Acceleration of convergence to equilibrium in Markov chains by breaking detailed balance
Marcus Kaiser, Robert L. Jack, Johannes Zimmer

TL;DR
This paper investigates how breaking detailed balance in Markov chains accelerates convergence to equilibrium, providing theoretical insights, quantitative measures, and geometric interpretations of the phenomenon.
Contribution
It offers a comprehensive analysis of the effects of breaking detailed balance on convergence rates, including a quantitative expression and geometric interpretation within hydrodynamic limits.
Findings
Irreversible processes converge faster than reversible ones.
Quantitative expression for acceleration in hydrodynamic limit.

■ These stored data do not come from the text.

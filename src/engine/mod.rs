//! Session layer: holds the loaded program and the history of its runs.

use serde::Serialize;
use tracing::info;

use crate::expand::{ExpandError, expand_to_degree};
use crate::program::{Program, ValidationError};
use crate::vm::{ExecutionResult, Executor, RuntimeError};

#[derive(Debug, Clone, PartialEq, Eq, thiserror::Error)]
pub enum EngineError {
    #[error("no program loaded")]
    NoProgram,
    #[error(transparent)]
    Validation(#[from] ValidationError),
    #[error(transparent)]
    Expand(#[from] ExpandError),
    #[error(transparent)]
    Runtime(#[from] RuntimeError),
}

impl EngineError {
    pub fn code(&self) -> &'static str {
        match self {
            EngineError::NoProgram => "SEM-E001",
            EngineError::Validation(e) => e.code(),
            EngineError::Expand(e) => e.code(),
            EngineError::Runtime(e) => e.code(),
        }
    }
}

/// One completed run.
#[derive(Debug, Clone, PartialEq, Eq, Serialize)]
pub struct RunRecord {
    /// 1-based run number within the session.
    pub run: usize,
    pub degree: u32,
    pub inputs: Vec<i64>,
    pub output: u64,
    pub cycles: u64,
}

#[derive(Debug, Default)]
pub struct Engine {
    program: Option<Program>,
    executor: Executor,
    history: Vec<RunRecord>,
}

impl Engine {
    pub fn new(executor: Executor) -> Self {
        Engine { program: None, executor, history: Vec::new() }
    }

    /// Replaces the current program. The program must be valid; history
    /// from the previous program is discarded.
    pub fn load(&mut self, program: Program) -> Result<(), EngineError> {
        program.validate()?;
        info!(program = program.name(), instructions = program.len(), max_degree = program.max_degree(), "program loaded");
        self.program = Some(program);
        self.history.clear();
        Ok(())
    }

    pub fn program(&self) -> Option<&Program> {
        self.program.as_ref()
    }

    fn current(&self) -> Result<&Program, EngineError> {
        self.program.as_ref().ok_or(EngineError::NoProgram)
    }

    pub fn expand(&self, degree: u32) -> Result<Program, EngineError> {
        Ok(expand_to_degree(self.current()?, degree)?)
    }

    /// Lowers the current program to `degree`, runs it and records the run.
    /// Failed runs leave the history unchanged.
    pub fn run(&mut self, inputs: &[i64], degree: u32) -> Result<ExecutionResult, EngineError> {
        let lowered = self.expand(degree)?;
        let result = self.executor.run(&lowered, inputs)?;
        self.history.push(RunRecord {
            run: self.history.len() + 1,
            degree,
            inputs: inputs.to_vec(),
            output: result.output(),
            cycles: result.cycles(),
        });
        Ok(result)
    }

    pub fn history(&self) -> &[RunRecord] {
        &self.history
    }

    pub fn clear_history(&mut self) {
        self.history.clear();
    }
}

Geometric interpretation involving antisymmetric currents.
Abstract
We analyse and interpret the effects of breaking detailed balance on the convergence to equilibrium of conservative interacting particle systems and their hydrodynamic scaling limits. For finite systems of interacting particles, we review existing results showing that irreversible processes converge faster to their steady state than reversible ones. We show how this behaviour appears in the hydrodynamic limit of such processes, as described by macroscopic fluctuation theory, and we provide a quantitative expression for the acceleration of convergence in this setting. We give a geometrical interpretation of this acceleration, in terms of currents that are \emph{antisymmetric} under time-reversal and orthogonal to the free energy gradient, which act to drive the system away from states where (reversible) gradient-descent dynamics result in slow convergence to equilibrium.